▶ **Assigned task**
List all lines of the data containing the word "DiscardOutsideFragment".

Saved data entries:
■ ■ ■ ■
//! Error types for interface linking.

use alloc::string::String;
use core::fmt;

use lpc_glir::ShaderStage;

/// Result type for linking operations.
pub type LinkResult<T> = Result<T, LinkError>;

/// Internal consistency faults.
///
/// These indicate a defect upstream of the linker (a pass ran out of order,
/// or the front end produced IR it should have rejected). They are returned
/// rather than panicking so that a host never crashes on them.
#[derive(Debug, Clone, PartialEq, Eq)]
pub enum InternalFault {
    /// `discard` in a shader that is not a fragment shader
    DiscardOutsideFragment,
    /// A struct-typed varying reached vector packing before struct flattening
    RecordInPackedVarying { name: String },
    /// The shader has no `main` function
    MissingMain,
    /// A varying without a scalar base type reached vector packing
    UnexpectedPackedType { name: String },
    /// A captured output was resolved before it received a location
    UnassignedCapture { name: String },
}

impl fmt::Display for InternalFault {
    fn fmt(&self, f: &mut fmt::Formatter<'_>) -> fmt::Result {
        match self {
            InternalFault::DiscardOutsideFragment => {
                write!(f, "discard used outside of a fragment shader")
            }
            InternalFault::RecordInPackedVarying { name } => {
                write!(f, "struct varying `{}' reached vector packing", name)
            }
            InternalFault::MissingMain => write!(f, "shader has no main function"),
            InternalFault::UnexpectedPackedType { name } => {
                write!(f, "unexpected varying type while packing `{}'", name)
            }
            InternalFault::UnassignedCapture { name } => {
                write!(f, "captured varying `{}' has no location", name)
            }
        }
    }
}

/// Error that can occur while linking shader interfaces.
#[derive(Debug, Clone, PartialEq, Eq)]
pub enum LinkError {
    /// Capture name is not an identifier with an optional `[n]` subscript
    TfeedbackParse { name: String },
    /// Capture name looks like a reserved token but is not one
    TfeedbackReservedName { name: String },
    TfeedbackDuplicate { name: String },
    TfeedbackUndeclared { name: String },
    /// Subscript applied to a variable that is not an array
    TfeedbackNotArray { name: String, var_name: String },
    TfeedbackIndexOutOfRange {
        name: String,
        index: u32,
        size: u32,
    },
    TfeedbackTooManyComponents {
        name: String,
        components: u32,
        max: u32,
    },
    TfeedbackTooManyOutputs { buffer: u32, max: u32 },
    TfeedbackTooManyBuffers { buffers: u32, max: u32 },
    TfeedbackTooManyInterleavedComponents { buffer: u32, max: u32 },
    TypeMismatch {
        producer: ShaderStage,
        consumer: ShaderStage,
        name: String,
        producer_type: String,
        consumer_type: String,
    },
    ArraySizeMismatch {
        producer: ShaderStage,
        consumer: ShaderStage,
        name: String,
        producer_size: u32,
        consumer_size: u32,
    },
    QualifierMismatch {
        producer: ShaderStage,
        consumer: ShaderStage,
        name: String,
        qualifier: &'static str,
        producer_value: String,
        consumer_value: String,
    },
    /// Consumer input read by code but never written by the producer
    UnmatchedInput {
        producer: Option<ShaderStage>,
        consumer: ShaderStage,
        name: String,
    },
    TooManyVaryings { slots: u32, max: u32 },
    Internal(InternalFault),
}

impl LinkError {
    /// Whether this error is an internal consistency fault rather than a
    /// problem with the linked program.
    pub fn is_internal(&self) -> bool {
        matches!(self, LinkError::Internal(_))
    }
}

impl From<InternalFault> for LinkError {
    fn from(fault: InternalFault) -> Self {
        LinkError::Internal(fault)
    }
}

impl fmt::Display for LinkError {
    fn fmt(&self, f: &mut fmt::Formatter<'_>) -> fmt::Result {
        match self {
            LinkError::TfeedbackParse { name } => {
                write!(f, "Transform feedback varying `{}' is malformed", name)
            }
            LinkError::TfeedbackReservedName { name } => write!(
                f,
                "Transform feedback varying `{}' uses a reserved name",
                name
            ),
            LinkError::TfeedbackDuplicate { name } => write!(
                f,
                "Transform feedback varying {} specified more than once",
                name
            ),
            LinkError::TfeedbackUndeclared { name } => {
                write!(f, "Transform feedback varying {} undeclared", name)
            }
            LinkError::TfeedbackNotArray { name, var_name } => write!(
                f,
                "Transform feedback varying {} requested, but {} is not an array",
                name, var_name
            ),
            LinkError::TfeedbackIndexOutOfRange { name, index, size } => write!(
                f,
                "Transform feedback varying {} has index {}, but the array size is {}",
                name, index, size
            ),
            LinkError::TfeedbackTooManyComponents {
                name,
                components,
                max,
            } => write!(
                f,
                "Transform feedback varying {} has {} components, exceeding MAX_TRANSFORM_FEEDBACK_SEPARATE_COMPONENTS ({})",
                name, components, max
            ),
            LinkError::TfeedbackTooManyOutputs { buffer, max } => write!(
                f,
                "Transform feedback buffer {} needs more than {} outputs",
                buffer, max
            ),
            LinkError::TfeedbackTooManyBuffers { buffers, max } => write!(
                f,
                "Transform feedback uses {} buffers, but at most {} are supported",
                buffers, max
            ),
            LinkError::TfeedbackTooManyInterleavedComponents { buffer, max } => write!(
                f,
                "The MAX_TRANSFORM_FEEDBACK_INTERLEAVED_COMPONENTS limit ({}) has been exceeded in buffer {}",
                max, buffer
            ),
            LinkError::TypeMismatch {
                producer,
                consumer,
                name,
                producer_type,
                consumer_type,
            } => write!(
                f,
                "{} shader output `{}' declared as type `{}', but {} shader input declared as type `{}'",
                producer, name, producer_type, consumer, consumer_type
            ),
            LinkError::ArraySizeMismatch {
                producer,
                consumer,
                name,
                producer_size,
                consumer_size,
            } => write!(
                f,
                "{} shader output `{}' declared with array size {}, but {} shader input declared with array size {}",
                producer, name, producer_size, consumer, consumer_size
            ),
            LinkError::QualifierMismatch {
                producer,
                consumer,
                name,
                qualifier,
                producer_value,
                consumer_value,
            } => write!(
                f,
                "{} shader output `{}' {} {} qualifier, but {} shader input {} {} qualifier",
                producer, name, producer_value, qualifier, consumer, consumer_value, qualifier
            ),
            LinkError::UnmatchedInput {
                producer: Some(producer),
                consumer,
                name,
            } => write!(
                f,
                "{} shader varying {} not written by {} shader",
                consumer, name, producer
            ),
            LinkError::UnmatchedInput {
                producer: None,
                consumer,
                name,
            } => write!(
                f,
                "{} shader varying {} not written by any previous stage",
                consumer, name
            ),
            LinkError::TooManyVaryings { slots, max } => write!(
                f,
                "Too many varyings: {} slots used, but only {} are available",
                slots, max
            ),
            LinkError::Internal(fault) => write!(f, "Internal linker fault: {}", fault),
        }
    }
}

impl core::error::Error for LinkError {}

/// Accumulated link log.
///
/// Each entry is one line prefixed with `error: ` or `warning: `.
#[derive(Debug, Clone, Default, PartialEq, Eq)]
pub struct InfoLog {
    text: String,
    errors: usize,
    warnings: usize,
}

impl InfoLog {
    pub fn new() -> Self {
        Self::default()
    }

    pub fn error(&mut self, error: &LinkError) {
        self.push("error", format_args!("{}", error));
        self.errors += 1;
    }

    pub fn warning(&mut self, message: fmt::Arguments<'_>) {
        self.push("warning", message);
        self.warnings += 1;
    }

    fn push(&mut self, prefix: &str, message: fmt::Arguments<'_>) {
        use core::fmt::Write;
        // Writing into a String cannot fail.
        let _ = writeln!(self.text, "{}: {}", prefix, message);
    }

    pub fn as_str(&self) -> &str {
        &self.text
    }

    pub fn error_count(&self) -> usize {
        self.errors
    }

    pub fn warning_count(&self) -> usize {
        self.warnings
    }

    pub fn has_errors(&self) -> bool {
        self.errors > 0
    }
}

impl fmt::Display for InfoLog {
    fn fmt(&self, f: &mut fmt::Formatter<'_>) -> fmt::Result {
        f.write_str(&self.text)
    }
}

#[cfg(test)]
mod tests {
    use alloc::{format, string::ToString};

    use super::*;

    #[test]
    fn test_info_log_lines() {
        let mut log = InfoLog::new();
        log.error(&LinkError::TfeedbackUndeclared {
            name: "foo".to_string(),
        });
        log.warning(format_args!("input {} defaults to zero", "bar"));
        assert_eq!(
            log.as_str(),
            "error: Transform feedback varying foo undeclared\n\
             warning: input bar defaults to zero\n"
        );
        assert_eq!(log.error_count(), 1);
        assert_eq!(log.warning_count(), 1);
        assert!(log.has_errors());
    }

    #[test]
    fn test_qualifier_message_names_both_stages() {
        let err = LinkError::QualifierMismatch {
            producer: ShaderStage::Vertex,
            consumer: ShaderStage::Fragment,
            name: "uv".to_string(),
            qualifier: "centroid",
            producer_value: "has".to_string(),
            consumer_value: "lacks".to_string(),
        };
        assert_eq!(
            format!("{}", err),
            "vertex shader output `uv' has centroid qualifier, but fragment shader input lacks centroid qualifier"
        );
    }

    #[test]
    fn test_internal_fault_conversion() {
        let err: LinkError = InternalFault::MissingMain.into();
        assert!(err.is_internal());
        assert!(!LinkError::TooManyVaryings { slots: 40, max: 32 }.is_internal());
    }
}
//! Clip distance lowering.
//!
//! Replaces the `float gl_ClipDistance[n]` output with
//! `vec4 gl_ClipDistanceMESA[(n + 3) / 4]` and rewrites every
//! `gl_ClipDistance[i]` into `gl_ClipDistanceMESA[i / 4][i % 4]`. The index
//! is evaluated once, into a temporary declared right before the statement
//! that uses it.

use alloc::{format, vec::Vec};

use log::debug;
use lpc_glir::{
    walk_list, BaseType, Constant, ExprOp, Inst, List, Node, NodeData, Shader, Type, Var,
    VariableData, VariableMode, VisitAction, Visitor,
};

use crate::error::LinkResult;

/// Lower `gl_ClipDistance` in `shader`. Returns whether anything changed.
pub fn lower_clip_distance(shader: &mut Shader) -> LinkResult<bool> {
    let Some(var) = shader.globals().find(|var| {
        let data = &shader.vars[*var];
        data.name == "gl_ClipDistance" && data.mode.is_interface()
    }) else {
        return Ok(false);
    };
    let Type::Array(_, size) = shader.vars[var].ty else {
        return Ok(false);
    };

    let data = &mut shader.vars[var];
    data.name = "gl_ClipDistanceMESA".into();
    data.ty = Type::array(Type::vec(BaseType::Float, 4), (size + 3) / 4);
    debug!("lowered gl_ClipDistance[{}] to {}", size, data.ty);

    let mut finder = ClipDistanceRefs {
        var,
        statements: Vec::new(),
        found: Vec::new(),
    };
    walk_list(shader, shader.toplevel, &mut finder);

    for (n, (list, statement, node)) in finder.found.into_iter().enumerate() {
        let NodeData::ArrayRef { array, index } = shader.nodes[node] else {
            continue;
        };
        let index_ty = match shader.node_type(index) {
            Type::Scalar(BaseType::Uint) => Type::UINT,
            _ => Type::INT,
        };
        let four = |shader: &mut Shader| match index_ty {
            Type::Scalar(BaseType::Uint) => shader.constant(Constant::uint(4)),
            _ => shader.constant(Constant::int(4)),
        };

        let temp = shader.add_var(VariableData::new(
            format!("clip_distance_index{}", n),
            index_ty.clone(),
            VariableMode::Temporary,
        ));
        let decl = shader.declare(temp);
        shader.layout.insert_before(list, decl, statement);
        let temp_ref = shader.var_ref(temp);
        let init = shader.assign(temp_ref, index);
        shader.layout.insert_before(list, init, statement);

        let temp_ref = shader.var_ref(temp);
        let divisor = four(shader);
        let vec_index = shader.expr(ExprOp::Div, index_ty.clone(), alloc::vec![temp_ref, divisor]);
        let temp_ref = shader.var_ref(temp);
        let divisor = four(shader);
        let component =
            shader.expr(ExprOp::Mod, index_ty.clone(), alloc::vec![temp_ref, divisor]);
        let vector = shader.array_ref(array, vec_index);
        shader.nodes[node] = NodeData::ArrayRef {
            array: vector,
            index: component,
        };
    }
    Ok(true)
}

/// Collects `gl_ClipDistance[i]` dereferences in post-order, with the
/// statement containing each.
struct ClipDistanceRefs {
    var: Var,
    statements: Vec<(List, Inst)>,
    found: Vec<(List, Inst, Node)>,
}

impl Visitor for ClipDistanceRefs {
    fn enter_inst(&mut self, _shader: &Shader, list: List, inst: Inst) -> VisitAction {
        self.statements.push((list, inst));
        VisitAction::Continue
    }

    fn leave_inst(&mut self, _shader: &Shader, _list: List, _inst: Inst) -> VisitAction {
        self.statements.pop();
        VisitAction::Continue
    }

    fn leave_node(&mut self, shader: &Shader, node: Node) -> VisitAction {
        if let NodeData::ArrayRef { array, .. } = shader.nodes[node] {
            if shader.nodes[array].as_var_ref() == Some(self.var) {
                if let Some(&(list, inst)) = self.statements.last() {
                    self.found.push((list, inst, node));
                }
            }
        }
        VisitAction::Continue
    }
}

#[cfg(test)]
mod tests {
    use alloc::string::ToString;

    use lpc_glir::parse_shader;

    use super::*;

    #[test]
    fn test_rewrites_declaration_and_uses() {
        let mut shader = parse_shader(
            "shader vertex
            (declare (out location=18) (array float 6) gl_ClipDistance)
            (declare (uniform) int k)
            (function main (parameters) (
              (assign (array_ref (var_ref gl_ClipDistance) (constant int (5))) (constant float (1.0)))
              (if (constant bool (true)) (
                (assign (array_ref (var_ref gl_ClipDistance) (var_ref k)) (constant float (0.5)))
              ) ())
            ))",
        )
        .unwrap();
        assert_eq!(lower_clip_distance(&mut shader), Ok(true));
        assert_eq!(
            shader.to_string(),
            "shader vertex
(declare (out location=18) (array vec4 2) gl_ClipDistanceMESA)
(declare (uniform) int k)
(function main (parameters) (
  (declare (temporary) int clip_distance_index0)
  (assign (var_ref clip_distance_index0) (constant int (5)))
  (assign (array_ref (array_ref (var_ref gl_ClipDistanceMESA) (expression int / (var_ref clip_distance_index0) (constant int (4)))) (expression int % (var_ref clip_distance_index0) (constant int (4)))) (constant float (1.0)))
  (if (constant bool (true)) (
    (declare (temporary) int clip_distance_index1)
    (assign (var_ref clip_distance_index1) (var_ref k))
    (assign (array_ref (array_ref (var_ref gl_ClipDistanceMESA) (expression int / (var_ref clip_distance_index1) (constant int (4)))) (expression int % (var_ref clip_distance_index1) (constant int (4)))) (constant float (0.5)))
  ) ())
))
"
        );
    }

    #[test]
    fn test_no_clip_distance() {
        let mut shader = parse_shader(
            "shader vertex
            (declare (out location=0) vec4 gl_Position)
            (function main (parameters) ())",
        )
        .unwrap();
        assert_eq!(lower_clip_distance(&mut shader), Ok(false));
    }

    #[test]
    fn test_array_size_rounds_up() {
        let mut shader = parse_shader(
            "shader vertex
            (declare (out location=18) (array float 5) gl_ClipDistance)
            (function main (parameters) ())",
        )
        .unwrap();
        assert_eq!(lower_clip_distance(&mut shader), Ok(true));
        let var = shader
            .find_var("gl_ClipDistanceMESA", VariableMode::ShaderOut)
            .unwrap();
        assert_eq!(shader.vars[var].ty, Type::array(Type::vec(BaseType::Float, 4), 2));
    }
}
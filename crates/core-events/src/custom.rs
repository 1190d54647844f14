//! Adapter turning a plain closure into a polled event source.

use crate::event::Event;
use crate::source::{EventSink, Source};
use crossbeam_channel::{bounded, RecvTimeoutError, Sender};
use std::sync::atomic::{AtomicBool, Ordering};
use std::sync::Arc;
use std::thread::JoinHandle;
use std::time::Duration;

/// Polls a producer closure on an interval and forwards whatever events it
/// yields. Useful for application-defined sources (watching a queue, a
/// child process, a file) without implementing `Source` from scratch.
pub struct CustomSource<F>
where
    F: FnMut() -> Option<Event> + Send + 'static,
{
    name: String,
    interval: Duration,
    producer: Option<F>,
    running: Arc<AtomicBool>,
    handle: Option<JoinHandle<()>>,
    stop_tx: Option<Sender<()>>,
}

impl<F> CustomSource<F>
where
    F: FnMut() -> Option<Event> + Send + 'static,
{
    pub fn new(name: impl Into<String>, interval: Duration, producer: F) -> CustomSource<F> {
        CustomSource {
            name: name.into(),
            interval: interval.max(Duration::from_millis(1)),
            producer: Some(producer),
            running: Arc::new(AtomicBool::new(false)),
            handle: None,
            stop_tx: None,
        }
    }
}

impl<F> Source for CustomSource<F>
where
    F: FnMut() -> Option<Event> + Send + 'static,
{
    fn name(&self) -> String {
        self.name.clone()
    }

    fn start(&mut self, sink: EventSink) {
        if self
            .running
            .compare_exchange(false, true, Ordering::SeqCst, Ordering::SeqCst)
            .is_err()
        {
            return;
        }
        let Some(mut producer) = self.producer.take() else {
            // A custom source is one-shot: once its closure ran to stop, a
            // restart has nothing left to poll.
            self.running.store(false, Ordering::SeqCst);
            return;
        };
        let (stop_tx, stop_rx) = bounded::<()>(1);
        self.stop_tx = Some(stop_tx);
        let interval = self.interval;
        let running = Arc::clone(&self.running);
        self.handle = Some(std::thread::spawn(move || {
            loop {
                match stop_rx.recv_timeout(interval) {
                    Err(RecvTimeoutError::Timeout) => {}
                    _ => break,
                }
                if let Some(event) = producer() {
                    if sink.send(event).is_err() {
                        break;
                    }
                }
            }
            running.store(false, Ordering::SeqCst);
        }));
    }

    fn stop(&mut self) {
        self.running.store(false, Ordering::SeqCst);
        self.stop_tx = None;
        if let Some(handle) = self.handle.take() {
            let _ = handle.join();
        }
    }

    fn running(&self) -> bool {
        self.running.load(Ordering::SeqCst)
    }
}

impl<F> Drop for CustomSource<F>
where
    F: FnMut() -> Option<Event> + Send + 'static,
{
    fn drop(&mut self) {
        self.stop();
    }
}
■ ■ ■ ■
▶ **Exercise solution**
    DiscardOutsideFragment,
            InternalFault::DiscardOutsideFragment => {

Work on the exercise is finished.